Modelling Markovian epidemic and information diffusion over adaptive networks

More Info
expand_more

Abstract

Modelling the spread of contagious diseases among people has been a research topic for over a hundred years. However, the increase in computation power in the recent years allows for more advanced scientific models. The well-known susceptible-infected-susceptible model is used to describe the spreading of a disease among a group of people. This is modelled as a network, where persons are represented by nodes and their connections are links in the network. In this thesis, instead of a typical static network, the network itself changes structure based on the disease states of the nodes. In other words, there are two independent processes; the spreading of the disease over the network (state of the nodes) and the adaption of the network to the disease (state of the links). As a spreading model, the Markovian adaptive susceptible-infected-susceptible model (ASIS model for short) is introduced. It is shown that the model has one steady state, named the trivial steady state, in which all individuals are healthy. When the infection rate is sufficiently high, the system undergoes a phase transition from the disease-free state to an endemic state, where most nodes are infected. The state where most nodes are infected is named the metastable state. After being in the metastable state for a long time, the system collapses to the trivial steady state. The spreading of contagious processes is not just limited to disease spreading. Other relevant examples, such as opinion, gossip, fake news, neuron transmittance in the brain, etc. can be modelled using adaptive models as well. In this thesis, the ASIS model is extended by allowing different rules for the link-breaking and link-creation processes in what we call the Generalised ASIS framework. In total 36 models have been analysed simultaneously. Out of the 36 models, 9 showed a partially unstable metastable state. This resulted in rapid oscillations of the number of infected nodes just above the epidemic threshold.
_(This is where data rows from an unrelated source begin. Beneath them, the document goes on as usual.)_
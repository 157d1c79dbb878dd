//! Particle field backdrop
//!
//! A drifting constellation of translucent dots with proximity links and
//! gentle pointer attraction. The simulation is sized to the drawing
//! surface and regenerated wholesale on resize; individual particles do
//! not survive a dimension change.

use rand::Rng;

use crate::render::{Canvas, Circle, Color, Line, Point};

/// Particle count below the narrow-surface threshold
const NARROW_COUNT: usize = 50;
/// Particle count at or above the threshold
const WIDE_COUNT: usize = 100;
/// Surface width below which the sparse population is used
const NARROW_WIDTH: f64 = 768.0;

/// Pairs closer than this get a link line
const LINK_DISTANCE: f64 = 150.0;
/// Pointer influence radius
const POINTER_RADIUS: f64 = 100.0;
/// Velocity gain applied per frame toward the pointer, undamped
const ATTRACTION_GAIN: f64 = 0.0001;

/// Accent blue shared by dots and links
const PARTICLE_COLOR: Color = Color {
    r: 59.0 / 255.0,
    g: 130.0 / 255.0,
    b: 246.0 / 255.0,
    a: 1.0,
};

/// One simulated particle
#[derive(Debug, Clone, Copy)]
pub struct Particle {
    pub x: f64,
    pub y: f64,
    pub vx: f64,
    pub vy: f64,
    pub size: f64,
    pub opacity: f32,
}

/// The full particle simulation
pub struct ParticleField {
    particles: Vec<Particle>,
    width: f64,
    height: f64,
    pointer: Option<Point>,
    paused: bool,
}

impl ParticleField {
    /// Create a field sized to the drawing surface
    pub fn new(width: f64, height: f64) -> Self {
        Self::with_rng(width, height, &mut rand::rng())
    }

    /// Create a field with an explicit RNG (deterministic in tests)
    pub fn with_rng<R: Rng>(width: f64, height: f64, rng: &mut R) -> Self {
        Self {
            particles: spawn_particles(width, height, rng),
            width,
            height,
            pointer: None,
            paused: false,
        }
    }

    /// Particles in simulation order
    pub fn particles(&self) -> &[Particle] {
        &self.particles
    }

    /// Update the pointer position feeding the attraction force
    pub fn set_pointer(&mut self, pointer: Option<Point>) {
        self.pointer = pointer;
    }

    /// Freeze or resume the simulation
    pub fn set_paused(&mut self, paused: bool) {
        self.paused = paused;
    }

    pub fn is_paused(&self) -> bool {
        self.paused
    }

    /// Resize the surface, regenerating the whole population
    pub fn resize(&mut self, width: f64, height: f64) {
        self.width = width;
        self.height = height;
        self.particles = spawn_particles(width, height, &mut rand::rng());
    }

    /// Advance the simulation one frame.
    ///
    /// Order per particle: pointer attraction, position update, then
    /// boundary reflection. The reflection only flips velocity; the
    /// position is left where it landed and recovers next frame.
    pub fn step(&mut self) {
        if self.paused {
            return;
        }

        for p in &mut self.particles {
            if let Some(pointer) = self.pointer {
                let dx = pointer.x - p.x;
                let dy = pointer.y - p.y;
                let dist = (dx * dx + dy * dy).sqrt();
                if dist < POINTER_RADIUS {
                    p.vx += dx * ATTRACTION_GAIN;
                    p.vy += dy * ATTRACTION_GAIN;
                }
            }

            p.x += p.vx;
            p.y += p.vy;

            if p.x < 0.0 || p.x > self.width {
                p.vx = -p.vx;
            }
            if p.y < 0.0 || p.y > self.height {
                p.vy = -p.vy;
            }
        }
    }

    /// Unique close pairs with their link opacity.
    ///
    /// Each unordered pair appears at most once; opacity falls linearly
    /// from 0.1 at zero distance to 0.0 at the link cutoff.
    pub fn link_pairs(&self) -> Vec<(usize, usize, f32)> {
        let mut pairs = Vec::new();
        for i in 0..self.particles.len() {
            for j in (i + 1)..self.particles.len() {
                let a = &self.particles[i];
                let b = &self.particles[j];
                let dx = a.x - b.x;
                let dy = a.y - b.y;
                let dist = (dx * dx + dy * dy).sqrt();
                if dist < LINK_DISTANCE {
                    let opacity = 0.1 * (1.0 - dist / LINK_DISTANCE) as f32;
                    pairs.push((i, j, opacity));
                }
            }
        }
        pairs
    }

    /// Draw links then dots into the canvas
    pub fn draw(&self, canvas: &mut Canvas) {
        for (i, j, opacity) in self.link_pairs() {
            let a = &self.particles[i];
            let b = &self.particles[j];
            canvas.draw(&Line::new(
                Point::new(a.x, a.y),
                Point::new(b.x, b.y),
                PARTICLE_COLOR.with_alpha(opacity),
            ));
        }

        for p in &self.particles {
            canvas.draw(
                &Circle::new(
                    Point::new(p.x, p.y),
                    p.size,
                    PARTICLE_COLOR.with_alpha(p.opacity),
                )
                .filled(),
            );
        }
    }
}

fn spawn_particles<R: Rng>(width: f64, height: f64, rng: &mut R) -> Vec<Particle> {
    let count = if width < NARROW_WIDTH {
        NARROW_COUNT
    } else {
        WIDE_COUNT
    };

    (0..count)
        .map(|_| Particle {
            x: rng.random::<f64>() * width,
            y: rng.random::<f64>() * height,
            vx: (rng.random::<f64>() - 0.5) * 0.5,
            vy: (rng.random::<f64>() - 0.5) * 0.5,
            size: rng.random::<f64>() * 2.0 + 1.0,
            opacity: (rng.random::<f64>() * 0.5 + 0.2) as f32,
        })
        .collect()
}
The relation between the epidemic threshold and the effective link-breaking rate was also determined. For 5 cases, the epidemic threshold is independent of the effective link-breaking rate. In 18 cases, the epidemic threshold scales linearly in the link-breaking rate. The remaining 13 cases are bounded between a constant and a linear link-breaking rate, however, its exact dependence remains unclear.
In the G-ASIS framework, it was conjectured that the metastable state of the Markov process can be accurately approximated by the steady state of the mean-field approximation. It was shown this is not true for every model. However in the ASIS model, the mean-field approximation showed close resemblance to the averaged stochastic results. This may be caused by a positive correlation between the nodes. For the other models, the deviation from the mean field approximation can probably be contributed to the fact that nodes are not positively correlated. Other higher order mean field approximations should be examined to approximate the averaged behaviour of the Markov process.